Dans plusieurs centres
Hôpital : soigner les repas pour lutter contre la dénutrition
Jusqu'à 40 % des patients ne finissent pas leur assiette. Avec des plateaux-repas mieux dressés, la possibilité de s'asseoir, les patients ont meilleur appétit.
La dénutrition est un problème permanent à l’hôpital. Plateaux-repas boudés, gaspillage alimentaire sont monnaie courante dans les services de France et du monde entier. Mangerait-on mal à l’hôpital ? A en croire une étude parue dans le Journal of Advanced Nursing, la qualité des plats n’est pas vraiment en cause. C’est plutôt l’environnement autour du repas qui fait rechigner les patients.
Laisser le temps au temps
Que ce soit à cause des traitements qui écœurent, ou de la maladie qui coupe l’appétit, 20 à 40 % des patients hospitalisés sont concernés par la dénutrition. Un phénomène qui peut nuire à la récupération après une chirurgie ou lors d’un traitement.
Cette étude confirme la tendance, puisque 4 participants sur 10 n’ont pas fini leur assiette. 10 % ont même décidé de ne pas toucher à son contenu. Faire de cet instant un moment de soins à part entière améliore cette statistique.
Si le fait d’interrompre le repas n’affecte pas l’expérience, le fait d’être en position assise ou de recevoir de l’aide en cas de besoin réduit le niveau de déchets.
Cette expérience, Patrick Le Ray l’a aussi constatée lors d’un test. Directeur adjoint du Syndicat inter-hospitalier du golfe du Morbihan (Silgom), il est à la tête d’un établissement qui fournit des plateaux-repas à plusieurs structures hospitalières. « On dit souvent que lorsqu’il y a cinq composants le soir, la personne ne mange pas tout. Si on lui laisse le temps de manger, si on l’aide ou qu’on l’incite, on constate sur 15 jours que les poids résiduels de chaque repas avaient fortement diminué », explique-t-il.
« Redonner du sens »
En sortant de l’hôpital, nombreux sont les patients qui se plaignent de la qualité de leur repas. En réalité, la qualité ne serait pas vraiment en cause, mais cette critique cristalliserait de mauvaises expériences. « Tout le monde a son mot à dire sur la restauration », plaisante Pascal Loye, ingénieur hospitalier hôtellerie restauration au sein du groupe hospitalier Henri-Mondor (Créteil, Val-de-Marne).

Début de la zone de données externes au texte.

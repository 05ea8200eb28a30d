// Validation errors

use indexmap::IndexMap;
use serde::Serialize;
use std::cmp::Ordering;
use std::fmt;
use thiserror::Error;

/// Misconfigured rule, reported when the rule is built.
#[derive(Error, Debug)]
pub enum RuleError {
    #[error("invalid pattern: {0}")]
    InvalidPattern(#[from] regex::Error),

    #[error("invalid range: min {min} is greater than max {max}")]
    InvalidRange { min: String, max: String },

    #[error("invalid target date {value:?} for format {format:?}")]
    InvalidDate { value: String, format: String },

    #[error("invalid date format {0:?}")]
    InvalidDateFormat(String),

    #[error("invalid bound: {0} is not a finite number")]
    NonFiniteBound(f64),
}

impl RuleError {
    /// Bounds that cannot be ordered (NaN) are rejected along with inverted ones.
    pub(crate) fn check_range<T: PartialOrd + fmt::Display>(min: T, max: T) -> Result<(), Self> {
        match min.partial_cmp(&max) {
            Some(Ordering::Less | Ordering::Equal) => Ok(()),
            _ => Err(RuleError::InvalidRange {
                min: min.to_string(),
                max: max.to_string(),
            }),
        }
    }

    pub(crate) fn check_finite(bound: f64) -> Result<f64, Self> {
        if bound.is_finite() {
            Ok(bound)
        } else {
            Err(RuleError::NonFiniteBound(bound))
        }
    }
}

/// Error messages collected during one validation run, grouped by field.
///
/// Fields keep the order in which they first received a message, and
/// messages keep the order in which they were added.
#[derive(Debug, Clone, Default, PartialEq, Serialize)]
#[serde(transparent)]
pub struct ErrorMessages {
    fields: IndexMap<String, Vec<String>>,
}

impl ErrorMessages {
    pub fn new() -> Self {
        Self::default()
    }

    pub fn is_empty(&self) -> bool {
        self.fields.is_empty()
    }

    /// Total number of messages across all fields.
    pub fn len(&self) -> usize {
        self.fields.values().map(Vec::len).sum()
    }

    /// Append a message for `field`.
    pub fn add(&mut self, field: impl Into<String>, message: impl Into<String>) {
        self.fields
            .entry(field.into())
            .or_default()
            .push(message.into());
    }

    /// Append several messages for `field`. Nothing is recorded when
    /// `messages` is empty.
    pub fn extend_field<I>(&mut self, field: &str, messages: I)
    where
        I: IntoIterator<Item = String>,
    {
        let mut messages = messages.into_iter().peekable();
        if messages.peek().is_none() {
            return;
        }
        match self.fields.get_mut(field) {
            Some(existing) => existing.extend(messages),
            None => {
                self.fields.insert(field.to_string(), messages.collect());
            }
        }
    }

    /// Messages for one field.
    pub fn get(&self, field: &str) -> Option<&[String]> {
        self.fields.get(field).map(Vec::as_slice)
    }

    /// Fields that have at least one message.
    pub fn fields(&self) -> impl Iterator<Item = &str> {
        self.fields.keys().map(String::as_str)
    }

    pub fn iter(&self) -> impl Iterator<Item = (&str, &[String])> {
        self.fields.iter().map(|(k, v)| (k.as_str(), v.as_slice()))
    }

    /// All messages in field order, then insertion order.
    pub fn flatten(&self) -> Vec<String> {
        self.fields.values().flatten().cloned().collect()
    }

    pub fn into_grouped(self) -> IndexMap<String, Vec<String>> {
        self.fields
    }

    /// JSON body suitable for a 400 response.
    pub fn to_json(&self) -> serde_json::Value {
        serde_json::json!({ "errors": self.fields })
    }
}

impl fmt::Display for ErrorMessages {
    fn fmt(&self, f: &mut fmt::Formatter<'_>) -> fmt::Result {
        for (field, messages) in &self.fields {
            for message in messages {
                writeln!(f, "{}: {}", field, message)?;
            }
        }
        Ok(())
    }
}

impl std::error::Error for ErrorMessages {}

impl From<IndexMap<String, Vec<String>>> for ErrorMessages {
    fn from(mut fields: IndexMap<String, Vec<String>>) -> Self {
        fields.retain(|_, messages| !messages.is_empty());
        Self { fields }
    }
}

#[cfg(test)]
mod tests {
    use super::*;

    #[test]
    fn test_grouping_and_flatten() {
        let mut errors = ErrorMessages::new();
        errors.add("username", "Username is required");
        errors.add("email", "Email is invalid");
        errors.add("username", "Username must be at least 3 characters");

        assert_eq!(errors.len(), 3);
        assert_eq!(errors.fields().collect::<Vec<_>>(), vec!["username", "email"]);
        assert_eq!(
            errors.flatten(),
            vec![
                "Username is required",
                "Username must be at least 3 characters",
                "Email is invalid",
            ]
        );
    }

    #[test]
    fn test_extend_field_skips_empty() {
        let mut errors = ErrorMessages::new();
        errors.extend_field("a", Vec::new());
        assert!(errors.is_empty());

        errors.extend_field("a", vec!["one".to_string()]);
        errors.extend_field("a", vec!["two".to_string()]);
        assert_eq!(errors.get("a"), Some(&["one".to_string(), "two".to_string()][..]));
    }

    #[test]
    fn test_to_json_and_display() {
        let mut errors = ErrorMessages::new();
        errors.add("age", "age should be greater then 18");

        assert_eq!(
            errors.to_json(),
            serde_json::json!({ "errors": { "age": ["age should be greater then 18"] } })
        );
        assert_eq!(errors.to_string(), "age: age should be greater then 18\n");
    }

    #[test]
    fn test_range_check() {
        assert!(RuleError::check_range(1, 2).is_ok());
        assert!(RuleError::check_range(2, 2).is_ok());
        let err = RuleError::check_range(3.5, 1.0).unwrap_err();
        assert_eq!(err.to_string(), "invalid range: min 3.5 is greater than max 1");
    }

    #[test]
    fn test_nan_bounds_rejected() {
        assert!(RuleError::check_range(f64::NAN, 1.0).is_err());
        assert!(RuleError::check_range(0.0, f64::NAN).is_err());
        assert!(RuleError::check_finite(f64::INFINITY).is_err());
        assert_eq!(RuleError::check_finite(2.5).unwrap(), 2.5);
        assert_eq!(
            RuleError::check_finite(f64::NAN).unwrap_err().to_string(),
            "invalid bound: NaN is not a finite number"
        );
    }
}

Depuis plus de 10 ans, cet homme travaille sur l’environnement alimentaire des patients hospitalisés. Son objectif : « redonner des repères et du sens » à ces instants incontournables de la journée.
Les astuces qu’il développe sont simples mais efficaces, et à peu de frais. Jouer avec les couleurs, améliorer la présentation, souhaiter bon appétit sont autant de méthodes qui permettent de rendre un plateau-repas plus alléchant… et donc d’inciter à finir l’assiette. « Une bonne prise en charge alimentaire, c’est avant tout du plaisir, confirme Pascal Loye, exemple à la clé. Une boulangerie qui sent bon, cela donne faim. De même, faire réchauffer les plats dans le service de soins au lieu de la cuisine, cela va donner envie aux patients. » Et ce, alors même qu’ils n’auront pas forcément d’appétit.
Adapter les approches
C’est en tout cas ce qu’a constaté une équipe de l’université de Tel Aviv (Israël) en octobre 2015, dans le cadre de travaux menés avec l’Institut Paul-Bocuse de Lyon (Rhône). Un groupe de 100 patients a reçu des plateaux-repas standard. L’autre a bénéficié d’une présentation améliorée, sur les conseils des chefs de l’Institut. « L’étude a démontré que la prise alimentaire est améliorée de 30 % uniquement en revoyant la présentation des mets », se souvient Hervé Fleury, son vice-président exécutif. La présentation a bel et bien un rôle puisque parmi les arguments expliquant le refus de finir l’assiette, le principal concernait… le goût !
Soigner l’emballage est important car cette attention a un impact sur le comportement des patients. « Le malade fait un effort pour manger alors qu’il n’a pas d’appétit, et cela a aussi un impact positif sur l’aide-soignant », souligne Hervé Fleury. Encore faut-il s’adapter à chaque public : travailler sur les textures, la manière de consommer les aliments, les quantités. Le tout, selon les pathologies.